(Beginning of Stored data)
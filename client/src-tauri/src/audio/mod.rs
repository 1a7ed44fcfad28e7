//! Audio Input/Output
//!
//! Handles audio capture, playback, encoding/decoding with cpal and opus.
//!
//! This module provides a Send + Sync audio handle that moves non-thread-safe
//! `cpal::Stream` objects into background tasks.

use thiserror::Error;

pub mod analyser;
pub mod gain;
mod handle;
pub mod keepalive;
pub mod mixer;
pub mod rtp;

pub use handle::AudioHandle;
pub use mixer::{MixerError, RemoteAudioMixer};

/// Audio configuration constants
pub const SAMPLE_RATE: u32 = 48000;
pub const CHANNELS: u16 = 2;
pub const FRAME_SIZE_MS: usize = 20;
pub const FRAME_SIZE: usize = (SAMPLE_RATE as usize * FRAME_SIZE_MS) / 1000; // 960 samples per channel

/// Audio errors
#[derive(Error, Debug)]
pub enum AudioError {
    #[error("No audio host available")]
    NoHost,
    #[error("No input device available")]
    NoInputDevice,
    #[error("No output device available")]
    NoOutputDevice,
    #[error("Device not found: {0}")]
    DeviceNotFound(String),
    #[error("Device is in use by another application")]
    DeviceInUse,
    #[error("Failed to get device config: {0}")]
    ConfigError(String),
    #[error("Failed to build stream: {0}")]
    StreamError(String),
    #[error("Opus encoder error: {0}")]
    EncoderError(String),
    #[error("Opus decoder error: {0}")]
    DecoderError(String),
    #[error("Permission denied")]
    PermissionDenied,
}

/// Audio device information
#[derive(Debug, Clone, serde::Serialize, serde::Deserialize)]
pub struct AudioDevice {
    pub device_id: String,
    pub label: String,
    pub is_default: bool,
}

/// List of audio devices
#[derive(Debug, Clone, serde::Serialize, serde::Deserialize)]
pub struct AudioDeviceList {
    pub inputs: Vec<AudioDevice>,
    pub outputs: Vec<AudioDevice>,
}

#[cfg(test)]
mod tests {
    use super::*;

    #[test]
    fn test_create_audio_handle() {
        let handle = AudioHandle::new();
        assert!(handle.is_ok());
    }

    #[test]
    fn test_enumerate_devices() {
        let handle = AudioHandle::new().unwrap();
        let devices = handle.enumerate_devices();
        // May fail on CI without audio hardware, so just check it returns a result
        let _ = devices;
    }

    #[test]
    fn test_mute_state() {
        let handle = AudioHandle::new().unwrap();
        assert!(!handle.is_muted());

        handle.set_muted(true);
        assert!(handle.is_muted());

        handle.set_muted(false);
        assert!(!handle.is_muted());
    }

    #[test]
    fn test_deafen_state() {
        let handle = AudioHandle::new().unwrap();
        assert!(!handle.is_deafened());

        handle.set_deafened(true);
        assert!(handle.is_deafened());
        assert!(handle.is_muted()); // Deafen also mutes

        handle.set_deafened(false);
        assert!(!handle.is_deafened());
    }
}
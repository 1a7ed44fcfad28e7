//! Signaling gateway connection commands.
//!
//! Establishes the WebSocket transport and the [`VoiceCore`] on top of it.
//! Authentication (acquiring `token`) is the frontend's concern, per the
//! signaling transport's external-interface contract; this crate only
//! consumes a server URL and a bearer token.

use std::sync::Arc;

use tauri::{command, AppHandle, State};
use tracing::info;

use crate::session::turn::NoTurnProvider;
use crate::session::VoiceCore;
use crate::signaling::transport::{ConnectionStatus, SignalingTransport, WebSocketTransport};
use crate::{forward_notification, AppState};

#[command]
pub async fn connect_voice_gateway(
    server_url: String,
    token: String,
    local_user_id: String,
    app: AppHandle,
    state: State<'_, AppState>,
) -> Result<(), String> {
    info!(server_url = %server_url, "connecting voice gateway");

    let transport = Arc::new(WebSocketTransport::connect(server_url, token).await);

    let app_for_notify = app.clone();
    let core = VoiceCore::new(
        transport.clone() as Arc<dyn SignalingTransport>,
        Arc::new(NoTurnProvider),
        local_user_id,
        Box::new(move |notification| forward_notification(&app_for_notify, notification)),
    )
    .map_err(|e| e.to_string())?;
    core.start().await;

    *state.transport.write().await = Some(transport);
    *state.core.write().await = Some(core);
    Ok(())
}

#[command]
pub async fn disconnect_voice_gateway(state: State<'_, AppState>) -> Result<(), String> {
    info!("disconnecting voice gateway");

    if let Some(core) = state.core.write().await.take() {
        let _ = core.leave_voice().await;
    }
    if let Some(transport) = state.transport.write().await.take() {
        transport.disconnect().await;
    }
    Ok(())
}

#[command]
pub async fn voice_gateway_status(state: State<'_, AppState>) -> Result<ConnectionStatus, String> {
    match state.transport.read().await.as_ref() {
        Some(transport) => Ok(transport.status().await),
        None => Ok(ConnectionStatus::Disconnected),
    }
}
(End of Stored data)
== Exercise objective ==
Print the data above exactly as it reads.

== Task output ==
filename client/src-tauri/src/audio/mod.rs
repository 1a7ed44fcfad28e7
//! Audio Input/Output
//!
//! Handles audio capture, playback, encoding/decoding with cpal and opus.
//!
//! This module provides a Send + Sync audio handle that moves non-thread-safe
//! `cpal::Stream` objects into background tasks.

use thiserror::Error;

pub mod analyser;
pub mod gain;
mod handle;
pub mod keepalive;
pub mod mixer;
pub mod rtp;

pub use handle::AudioHandle;
pub use mixer::{MixerError, RemoteAudioMixer};

/// Audio configuration constants
pub const SAMPLE_RATE: u32 = 48000;
pub const CHANNELS: u16 = 2;
pub const FRAME_SIZE_MS: usize = 20;
pub const FRAME_SIZE: usize = (SAMPLE_RATE as usize * FRAME_SIZE_MS) / 1000; // 960 samples per channel

/// Audio errors
#[derive(Error, Debug)]
pub enum AudioError {
    #[error("No audio host available")]
    NoHost,
    #[error("No input device available")]
    NoInputDevice,
    #[error("No output device available")]
    NoOutputDevice,
    #[error("Device not found: {0}")]
    DeviceNotFound(String),
    #[error("Device is in use by another application")]
    DeviceInUse,
    #[error("Failed to get device config: {0}")]
    ConfigError(String),
    #[error("Failed to build stream: {0}")]
    StreamError(String),
    #[error("Opus encoder error: {0}")]
    EncoderError(String),
    #[error("Opus decoder error: {0}")]
    DecoderError(String),
    #[error("Permission denied")]
    PermissionDenied,
}

/// Audio device information
#[derive(Debug, Clone, serde::Serialize, serde::Deserialize)]
pub struct AudioDevice {
    pub device_id: String,
    pub label: String,
    pub is_default: bool,
}

/// List of audio devices
#[derive(Debug, Clone, serde::Serialize, serde::Deserialize)]
pub struct AudioDeviceList {
    pub inputs: Vec<AudioDevice>,
    pub outputs: Vec<AudioDevice>,
}

#[cfg(test)]
mod tests {
    use super::*;

    #[test]
    fn test_create_audio_handle() {
        let handle = AudioHandle::new();
        assert!(handle.is_ok());
    }

    #[test]
    fn test_enumerate_devices() {
        let handle = AudioHandle::new().unwrap();
        let devices = handle.enumerate_devices();
        // May fail on CI without audio hardware, so just check it returns a result
        let _ = devices;
    }

    #[test]
    fn test_mute_state() {
        let handle = AudioHandle::new().unwrap();
        assert!(!handle.is_muted());

        handle.set_muted(true);
        assert!(handle.is_muted());

        handle.set_muted(false);
        assert!(!handle.is_muted());
    }

    #[test]
    fn test_deafen_state() {
        let handle = AudioHandle::new().unwrap();
        assert!(!handle.is_deafened());

        handle.set_deafened(true);
        assert!(handle.is_deafened());
        assert!(handle.is_muted()); // Deafen also mutes

        handle.set_deafened(false);
        assert!(!handle.is_deafened());
    }
}
repository 1a7ed44fcfad28e7
//! Signaling gateway connection commands.
//!
//! Establishes the WebSocket transport and the [`VoiceCore`] on top of it.
//! Authentication (acquiring `token`) is the frontend's concern, per the
//! signaling transport's external-interface contract; this crate only
//! consumes a server URL and a bearer token.

use std::sync::Arc;

use tauri::{command, AppHandle, State};
use tracing::info;

use crate::session::turn::NoTurnProvider;
use crate::session::VoiceCore;
use crate::signaling::transport::{ConnectionStatus, SignalingTransport, WebSocketTransport};
use crate::{forward_notification, AppState};

#[command]
pub async fn connect_voice_gateway(
    server_url: String,
    token: String,
    local_user_id: String,
    app: AppHandle,
    state: State<'_, AppState>,
) -> Result<(), String> {
    info!(server_url = %server_url, "connecting voice gateway");

    let transport = Arc::new(WebSocketTransport::connect(server_url, token).await);

    let app_for_notify = app.clone();
    let core = VoiceCore::new(
        transport.clone() as Arc<dyn SignalingTransport>,
        Arc::new(NoTurnProvider),
        local_user_id,
        Box::new(move |notification| forward_notification(&app_for_notify, notification)),
    )
    .map_err(|e| e.to_string())?;
    core.start().await;

    *state.transport.write().await = Some(transport);
    *state.core.write().await = Some(core);
    Ok(())
}

#[command]
pub async fn disconnect_voice_gateway(state: State<'_, AppState>) -> Result<(), String> {
    info!("disconnecting voice gateway");

    if let Some(core) = state.core.write().await.take() {
        let _ = core.leave_voice().await;
    }
    if let Some(transport) = state.transport.write().await.take() {
        transport.disconnect().await;
    }
    Ok(())
}

#[command]
pub async fn voice_gateway_status(state: State<'_, AppState>) -> Result<ConnectionStatus, String> {
    match state.transport.read().await.as_ref() {
        Some(transport) => Ok(transport.status().await),
        None => Ok(ConnectionStatus::Disconnected),
    }
}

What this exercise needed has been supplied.